02 dezembro 2014

 

A propósito do segredo de justiça


O segredo de justiça deixou de ser obrigatório com a reforma do Código de Processo Penal (CPP) introduzida pela Lei n.º 48/2007, de 29 de Agosto. Foi uma alteração muito criticada tanto por penalistas (Figueiredo Dias, Costa Andrade, entre outros), como por magistrados e outras entidades.

O que é certo é que o segredo de justiça passou a ser excepção, o que, pessoalmente, acho bem, e até defendi essa excepcionalidade em trabalhos que publiquei antes daquela Lei. Actualmente, o segredo de justiça é determinado caso a caso pelo juiz de instrução, a requerimento do Ministério Público, do arguido ou do assistente e, tendo sido determinado, pode cessar a qualquer momento, também por despacho do juiz de instrução, a requerimento daqueles sujeitos processuais.

No entanto, tudo se passa entre nós, a nível da opinião pública, como se nada tivesse sido alterado. É confrangedor e mesmo ridículo vermos qualquer senhorito ou senhorita, a propósito de tudo ou de nada, virem dizer publicamente que não podem falar de um qualquer caso por causa do segredo de justiça, independentemente, creio eu, de se saber se o processo foi ou não submetido a tal regime. É que o segredo de justiça é uma espécie de tabu jogado consoante as conveniências de cada qual. Significa tudo e não significa nada.

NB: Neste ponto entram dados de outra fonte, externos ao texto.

impl TechnicalAnalyst {
    pub fn new(ctx: AgentContext) -> Self {
        Self {
            core: AgentCore::new(
                names::TECHNICAL_ANALYST,
                "Technical Analysis: SMC, RSI, Bollinger, Elliott, S/R",
                "1.3.0",
                ctx,
            ),
        }
    }

    pub async fn run_with_tracking(
        &self,
        symbol: &str,
        candles: Vec<Candle>,
        timeframe: &str,
    ) -> Result<TechnicalReport> {
        self.core
            .track(symbol, self.analyze(symbol, candles, timeframe))
            .await
    }

    /// Run the full indicator stack and synthesize one conviction.
    pub async fn analyze(
        &self,
        symbol: &str,
        candles: Vec<Candle>,
        timeframe: &str,
    ) -> Result<TechnicalReport> {
        if candles.len() < MIN_CANDLES {
            return Ok(TechnicalReport::insufficient(
                symbol,
                timeframe,
                candles.len(),
                MIN_CANDLES,
            ));
        }

        let bundle = if candles.len() > OFFLOAD_THRESHOLD {
            // Large series: run the math off the event loop.
            match tokio::task::spawn_blocking(move || Self::run_indicators(&candles)).await {
                Ok(bundle) => bundle,
                Err(e) => return Err(anyhow::anyhow!("indicator worker failed: {e}")),
            }
        } else {
            Self::run_indicators(&candles)
        };

        let sub_signals = Self::collect_sub_signals(&bundle);
        let (direction, confidence, reasoning) = Self::synthesize_weighted(&sub_signals);

        let current_price = bundle.current_price;
        let (entry_price, stop_loss, take_profit, risk_reward) = match direction {
            SignalDirection::Long => {
                let sl = current_price - ATR_MULTIPLIER_SL * bundle.atr;
                let tp = current_price + ATR_MULTIPLIER_TP * bundle.atr;
                (Some(current_price), Some(sl), Some(tp), level_rr(current_price, sl, tp))
            }
            SignalDirection::Short => {
                let sl = current_price + ATR_MULTIPLIER_SL * bundle.atr;
                let tp = current_price - ATR_MULTIPLIER_TP * bundle.atr;
                (Some(current_price), Some(sl), Some(tp), level_rr(current_price, sl, tp))
            }
            SignalDirection::Neutral => (None, None, None, None),
        };

        let report = TechnicalReport {
            symbol: symbol.to_string(),
            timeframe: timeframe.to_string(),
            direction,
            confidence,
            entry_price,
            stop_loss,
            take_profit,
            risk_reward,
            atr: Some(bundle.atr),
            indicators: Some(IndicatorSnapshot {
                rsi: bundle.rsi,
                bollinger: bundle.bollinger,
                support_resistance: bundle.sr,
                order_blocks: ZoneCounts {
                    bullish_count: bundle.order_blocks.bullish.len(),
                    bearish_count: bundle.order_blocks.bearish.len(),
                },
                fvg: ZoneCounts {
                    bullish_count: bundle.fvg.bullish.len(),
                    bearish_count: bundle.fvg.bearish.len(),
                },
                elliott_wave: bundle.elliott,
            }),
            reasoning,
            signal_count: sub_signals.len(),
            error: None,
        };

        if let Err(e) = self
            .core
            .memory()
            .store_decision(
                symbol,
                serde_json::json!({
                    "direction": direction,
                    "confidence": confidence,
                    "entry_price": current_price,
                    "timeframe": timeframe,
                }),
                0.7,
            )
            .await
        {
            warn!("[{}] decision memory store failed: {e:#}", self.core.name());
        }

        info!(
            "[{}] {symbol} ({timeframe}): {direction} at {confidence:.2} from {} sub-signals",
            self.core.name(),
            sub_signals.len()
        );

        Ok(report)
    }

    fn run_indicators(candles: &[Candle]) -> IndicatorBundle {
        let closes: Vec<f64> = candles.iter().map(|c| c.close).collect();
        let highs: Vec<f64> = candles.iter().map(|c| c.high).collect();
        let lows: Vec<f64> = candles.iter().map(|c| c.low).collect();

        IndicatorBundle {
            rsi: rsi::compute_rsi(&closes, rsi::DEFAULT_PERIOD),
            bollinger: bollinger::compute_bollinger(
                &closes,
                bollinger::DEFAULT_PERIOD,
                bollinger::DEFAULT_STD_DEV,
            ),
            sr: support_resistance::detect_support_resistance(
                &highs,
                &lows,
                &closes,
                support_resistance::DEFAULT_LOOKBACK,
            ),
            order_blocks: smc::detect_order_blocks(candles, smc::DEFAULT_LOOKBACK),
            fvg: smc::detect_fvg(candles, smc::DEFAULT_LOOKBACK),
            elliott: elliott_wave::detect_elliott_wave(&closes, elliott_wave::DEFAULT_MIN_WAVE_PCT),
            atr: atr::compute_atr(&highs, &lows, &closes, atr::DEFAULT_PERIOD),
            current_price: closes.last().copied().unwrap_or(0.0),
        }
    }

    fn collect_sub_signals(bundle: &IndicatorBundle) -> Vec<SubSignal> {
        let mut signals = Vec::new();
        let price = bundle.current_price;

        // RSI momentum bands.
        let current_rsi = bundle.rsi.current;
        if current_rsi < 30.0 {
            signals.push(SubSignal::new(
                SignalDirection::Long,
                0.80,
                WEIGHT_RSI,
                format!("RSI oversold ({current_rsi:.1})"),
            ));
        } else if current_rsi < 40.0 {
            signals.push(SubSignal::new(
                SignalDirection::Long,
                0.50,
                WEIGHT_RSI,
                format!("RSI approaching oversold ({current_rsi:.1})"),
            ));
        } else if current_rsi > 70.0 {
            signals.push(SubSignal::new(
                SignalDirection::Short,
                0.80,
                WEIGHT_RSI,
                format!("RSI overbought ({current_rsi:.1})"),
            ));
        } else if current_rsi > 60.0 {
            signals.push(SubSignal::new(
                SignalDirection::Short,
                0.50,
                WEIGHT_RSI,
                format!("RSI approaching overbought ({current_rsi:.1})"),
            ));
        } else {
            signals.push(SubSignal::new(
                SignalDirection::Neutral,
                0.30,
                WEIGHT_RSI,
                format!("RSI neutral ({current_rsi:.1})"),
            ));
        }

        // Bollinger band position.
        let bb = &bundle.bollinger;
        if price <= bb.lower {
            signals.push(SubSignal::new(
                SignalDirection::Long,
                0.75,
                WEIGHT_BOLLINGER,
                "Price at/below lower Bollinger, mean reversion likely".to_string(),
            ));
        } else if price >= bb.upper {
            signals.push(SubSignal::new(
                SignalDirection::Short,
                0.75,
                WEIGHT_BOLLINGER,
                "Price at/above upper Bollinger, mean reversion likely".to_string(),
            ));
        } else if price > bb.middle && bb.bandwidth < 0.02 {
            signals.push(SubSignal::new(
                SignalDirection::Long,
                0.35,
                WEIGHT_BOLLINGER,
                "Bollinger squeeze, breakout pending".to_string(),
            ));
        } else {
            signals.push(SubSignal::new(
                SignalDirection::Neutral,
                0.20,
                WEIGHT_BOLLINGER,
                "Price within Bollinger bands".to_string(),
            ));
        }

        // Support / resistance proximity.
        if let Some(support) = bundle.sr.nearest_support
            && price <= support * 1.008
        {
            let proximity = (price - support).abs() / price;
            let confidence = (0.70 - proximity * 10.0).max(0.40);
            signals.push(SubSignal::new(
                SignalDirection::Long,
                confidence,
                WEIGHT_SUPPORT_RESISTANCE,
                format!("Near support {support:.4} ({:.2}% away)", proximity * 100.0),
            ));
        } else if let Some(resistance) = bundle.sr.nearest_resistance
            && price >= resistance * 0.992
        {
            let proximity = (price - resistance).abs() / price;
            let confidence = (0.70 - proximity * 10.0).max(0.40);
            signals.push(SubSignal::new(
                SignalDirection::Short,
                confidence,
                WEIGHT_SUPPORT_RESISTANCE,
                format!(
                    "Near resistance {resistance:.4} ({:.2}% away)",
                    proximity * 100.0
                ),
            ));
        }

        // Order blocks: institutional zones near price.
        if let Some(last_bull) = bundle.order_blocks.bullish.last()
            && price <= last_bull.high * 1.005
        {
            signals.push(SubSignal::new(
                SignalDirection::Long,
                0.75,
                WEIGHT_ORDER_BLOCK,
                format!("Bullish OB at {:.4}-{:.4}", last_bull.low, last_bull.high),
            ));
        }
        if let Some(last_bear) = bundle.order_blocks.bearish.last()
            && price >= last_bear.low * 0.995
        {
            signals.push(SubSignal::new(
                SignalDirection::Short,
                0.75,
                WEIGHT_ORDER_BLOCK,
                format!("Bearish OB at {:.4}-{:.4}", last_bear.low, last_bear.high),
            ));
        }

        // Fair value gaps pull price toward the imbalance.
        if !bundle.fvg.bullish.is_empty() {
            signals.push(SubSignal::new(
                SignalDirection::Long,
                0.60,
                WEIGHT_FVG,
                format!(
                    "{} bullish FVG(s), price likely to fill gap upward",
                    bundle.fvg.bullish.len()
                ),
            ));
        }
        if !bundle.fvg.bearish.is_empty() {
            signals.push(SubSignal::new(
                SignalDirection::Short,
                0.60,
                WEIGHT_FVG,
                format!(
                    "{} bearish FVG(s), price likely to fill gap downward",
                    bundle.fvg.bearish.len()
                ),
            ));
        }

        // Elliott wave position in the cycle.
        match bundle.elliott.wave_count {
            2 | 4 => signals.push(SubSignal::new(
                SignalDirection::Long,
                0.55,
                WEIGHT_ELLIOTT,
                format!(
                    "Elliott wave {} (corrective end, impulse expected)",
                    bundle.elliott.wave_count
                ),
            )),
            3 => signals.push(SubSignal::new(
                SignalDirection::Short,
                0.45,
                WEIGHT_ELLIOTT,
                "Elliott wave 3 (impulse peak region)".to_string(),
            )),
            5 => signals.push(SubSignal::new(
                SignalDirection::Short,
                0.60,
                WEIGHT_ELLIOTT,
                "Elliott wave 5 (terminal impulse, reversal likely)".to_string(),
            )),
            _ => {}
        }

        signals
    }

    /// Weighted vote across sub-signals. Requires a clear lead before
    /// committing to a direction.
    fn synthesize_weighted(signals: &[SubSignal]) -> (SignalDirection, f64, Vec<String>) {
        if signals.is_empty() {
            return (SignalDirection::Neutral, 0.0, Vec::new());
        }

        let reasoning: Vec<String> = signals.iter().map(|s| s.label.clone()).collect();

        let long_score: f64 = signals
            .iter()
            .filter(|s| s.direction == SignalDirection::Long)
            .map(|s| s.confidence * s.weight)
            .sum();
        let short_score: f64 = signals
            .iter()
            .filter(|s| s.direction == SignalDirection::Short)
            .map(|s| s.confidence * s.weight)
            .sum();
        let total = long_score + short_score;

        if total == 0.0 {
            return (SignalDirection::Neutral, 0.25, reasoning);
        }

        let (winner, winning_score) = if long_score > short_score {
            (SignalDirection::Long, long_score)
        } else if short_score > long_score {
            (SignalDirection::Short, short_score)
        } else {
            return (SignalDirection::Neutral, 0.50, reasoning);
        };

        let lead = (long_score - short_score).abs() / total;
        if lead < MIN_LEAD {
            return (SignalDirection::Neutral, 0.35, reasoning);
        }

        (winner, (winning_score / total).min(0.95), reasoning)
    }
}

Significa tudo quando se pretende lançar poeira sobre os olhos do público e virem as carpideiras do costume para a praça pública vociferarem contra as violações do segredo de justiça, apontando sistematicamente a sua autoria à mesma entidade – a acusação. Não significa nada quando se trata de satisfazer o interesse do público (não o interesse público) na revelação de quaisquer actos ou procedimentos ligados a um processo em segredo de justiça.

Evidentemente, o segredo de justiça, diz-se, não vincula os jornalistas, e não vinculará, não sendo os mesmos obrigados a revelar as suas fontes, mas não deixa de ser confrangedor vermos a comunicação social a revelar a cada passo actos ou ocorrências processuais, sendo completamente indiferente às consequências danosas que tal possa desencadear, inclusive no prestígio das instituições e no funcionamento do Estado de direito democrático, nesse sentido actuando contra o interesse público, a cujo serviço se diz estar submetida, isto, evidentemente, no pressuposto de que sabe que divulga informações sigilosas. Pelo contrário, certos órgãos de comunicação social vangloriam-se mesmo desse feito, que, se for em exclusivo, maior será, em benefício das audiências, por cujo aumento os vários órgãos de comunicação social se guerreiam entre si, como contendores num campo de batalha.

Ora, eu não acredito (serei muito ingénuo, pois serei!) que o Ministério Público requeira que um inquérito em curso decorra em segredo de justiça, sobretudo por causa do êxito das investigações, para depois o violar. Seria maquiavelismo puro, perversidade asquerosa e um acto gravissimamente atentatório das funções constitucionais que lhe competem.

Um dia que se chegue ao apuramento da verdade (será isso possível?), tenho a certeza que haverá muito espanto relativamente à origem dessas violações. Nem só ao arguido a violação do segredo de justiça causa dano. Às vezes é mesmo o contrário. E há outros interesses que se posicionam por trás.